Records for this task Block Start

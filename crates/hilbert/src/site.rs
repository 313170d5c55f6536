//! Sites and their spoke/cone decomposition of Ω.
//!
//! A spoke of site `c` is the chord of Ω through `c` and a vertex `a` of Ω, ending at
//! the opposite boundary point `d`. Halving every spoke at `c` gives the partial
//! spokes; sorted by angle around `c` they fan Ω into triangular bounded cones
//! `(c, pᵢ, pᵢ₊₁)`. Inside one cone the rays from `c` all leave through the same
//! boundary edge, which is what makes the Hilbert distance to `c` a single
//! closed-form expression per cone.
//!
//! A `Site` is an immutable snapshot for one domain. Moving it or changing Ω means
//! building a new one (`Site::moved_to`, `Site::recompute`).

use crate::error::{HilbertError, HilbertResult};
use crate::geom2::{points_equal, ConvexRegion, GeomCfg, Point, Segment};
use std::cmp::Ordering;

/// Chord through the site `c` from vertex `a` to the opposite boundary point `d`.
#[derive(Clone, Copy, Debug, PartialEq)]
pub struct Spoke {
    pub a: Point,
    pub c: Point,
    pub d: Point,
}

/// Half of a spoke, from the site to the boundary.
#[derive(Clone, Copy, Debug, PartialEq)]
pub struct PartialSpoke {
    pub start: Point,
    pub end: Point,
    /// Index of the spoke this half belongs to.
    pub spoke: usize,
}

impl PartialSpoke {
    #[inline]
    pub fn segment(&self) -> Segment {
        Segment::new(self.start, self.end)
    }
}

/// Triangle between two consecutive partial spokes.
#[derive(Clone, Debug, PartialEq)]
pub struct BoundedCone {
    pub region: ConvexRegion,
    pub index: usize,
    pub site: Point,
    /// Piece of ∂Ω closing the triangle.
    pub outer: Segment,
}

impl BoundedCone {
    #[inline]
    pub fn contains(&self, p: Point) -> bool {
        self.region.contains(p)
    }

    #[inline]
    pub fn on_boundary(&self, p: Point, cfg: &GeomCfg) -> bool {
        self.region.on_boundary(p, cfg)
    }
}

#[derive(Clone, Debug)]
pub struct Site {
    point: Point,
    spokes: Vec<Spoke>,
    partial_spokes: Vec<PartialSpoke>,
    cones: Vec<BoundedCone>,
}

impl Site {
    /// Build the spoke structure of `point` in `omega`.
    ///
    /// Errors: `TooFewVertices` for a degenerate domain, `NotInterior` unless
    /// `point` is strictly inside.
    pub fn new(point: Point, omega: &ConvexRegion, cfg: &GeomCfg) -> HilbertResult<Self> {
        if !omega.is_polygon() {
            return Err(HilbertError::TooFewVertices(omega.len()));
        }
        if !omega.contains(point) || omega.on_boundary(point, cfg) {
            return Err(HilbertError::NotInterior);
        }
        let spokes = spokes_of(point, omega, cfg);
        let partial_spokes = partial_spokes_of(point, &spokes, cfg);
        let cones = cones_of(point, &partial_spokes);
        Ok(Self {
            point,
            spokes,
            partial_spokes,
            cones,
        })
    }

    /// Same location, new domain.
    pub fn recompute(&self, omega: &ConvexRegion, cfg: &GeomCfg) -> HilbertResult<Self> {
        Self::new(self.point, omega, cfg)
    }

    /// Same domain, new location.
    pub fn moved_to(&self, point: Point, omega: &ConvexRegion, cfg: &GeomCfg) -> HilbertResult<Self> {
        Self::new(point, omega, cfg)
    }

    #[inline]
    pub fn point(&self) -> Point {
        self.point
    }

    #[inline]
    pub fn spokes(&self) -> &[Spoke] {
        &self.spokes
    }

    #[inline]
    pub fn partial_spokes(&self) -> &[PartialSpoke] {
        &self.partial_spokes
    }

    #[inline]
    pub fn cones(&self) -> &[BoundedCone] {
        &self.cones
    }

    /// Cone containing `p`: strict interior first, then boundary.
    pub fn bounded_cone_of(&self, p: Point, cfg: &GeomCfg) -> Option<&BoundedCone> {
        self.cones
            .iter()
            .find(|bc| bc.contains(p) && !bc.on_boundary(p, cfg))
            .or_else(|| self.cones.iter().find(|bc| bc.on_boundary(p, cfg)))
    }

    /// First cone whose boundary holds `p`, other than the cone `exclude`.
    pub fn boundary_bounded_cone_of(
        &self,
        p: Point,
        exclude: usize,
        cfg: &GeomCfg,
    ) -> Option<&BoundedCone> {
        self.cones
            .iter()
            .find(|bc| bc.index != exclude && bc.on_boundary(p, cfg))
    }

    #[inline]
    pub fn cone(&self, index: usize) -> Option<&BoundedCone> {
        self.cones.get(index)
    }

    /// Whether `p` lies on one of the partial spokes.
    pub fn lies_on_spoke(&self, p: Point, cfg: &GeomCfg) -> bool {
        self.partial_spokes
            .iter()
            .any(|ps| ps.segment().contains_point(p, cfg.eps_equal))
    }
}

fn spokes_of(site: Point, omega: &ConvexRegion, cfg: &GeomCfg) -> Vec<Spoke> {
    let mut spokes = Vec::with_capacity(omega.len());
    for &a in omega.vertices() {
        let ray = Segment::new(a, site);
        let mut best: Option<(f64, Point)> = None;
        for edge in omega.edges() {
            let Some(p) = edge.line_intersection(&ray, cfg.eps_det) else {
                continue;
            };
            if points_equal(p, a, cfg.eps_equal) || !edge.contains_point(p, cfg.eps_equal) {
                continue;
            }
            let dist = (p - site).norm();
            if best.map_or(true, |(d, _)| dist < d) {
                best = Some((dist, p));
            }
        }
        if let Some((_, d)) = best {
            spokes.push(Spoke { a, c: site, d });
        }
    }
    spokes
}

fn partial_spokes_of(site: Point, spokes: &[Spoke], cfg: &GeomCfg) -> Vec<PartialSpoke> {
    let angle = |p: Point| (p.y - site.y).atan2(p.x - site.x);
    let mut halves: Vec<PartialSpoke> = spokes
        .iter()
        .enumerate()
        .flat_map(|(i, s)| {
            [
                PartialSpoke { start: site, end: s.a, spoke: i },
                PartialSpoke { start: site, end: s.d, spoke: i },
            ]
        })
        .collect();
    halves.sort_by(|x, y| {
        angle(x.end)
            .partial_cmp(&angle(y.end))
            .unwrap_or(Ordering::Equal)
    });
    // a spoke ending at a vertex duplicates that vertex's own spoke half
    let mut merged: Vec<PartialSpoke> = Vec::with_capacity(halves.len());
    for h in halves {
        if !merged.iter().any(|m| points_equal(m.end, h.end, cfg.eps_equal)) {
            merged.push(h);
        }
    }
    merged
}

fn cones_of(site: Point, partial: &[PartialSpoke]) -> Vec<BoundedCone> {
    let n = partial.len();
    (0..n)
        .map(|i| {
            let (p, q) = (partial[i].end, partial[(i + 1) % n].end);
            BoundedCone {
                region: ConvexRegion::from_points(&[site, p, q]),
                index: i,
                site,
                outer: Segment::new(p, q),
            }
        })
        .collect()
}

Records for this task Block End

> **What is needed**
Scan the material above for the string "Clone". Copy each line that holds it.

> **Reply**
#[derive(Clone, Copy, Debug, PartialEq)]
#[derive(Clone, Copy, Debug, PartialEq)]
#[derive(Clone, Debug, PartialEq)]
#[derive(Clone, Debug)]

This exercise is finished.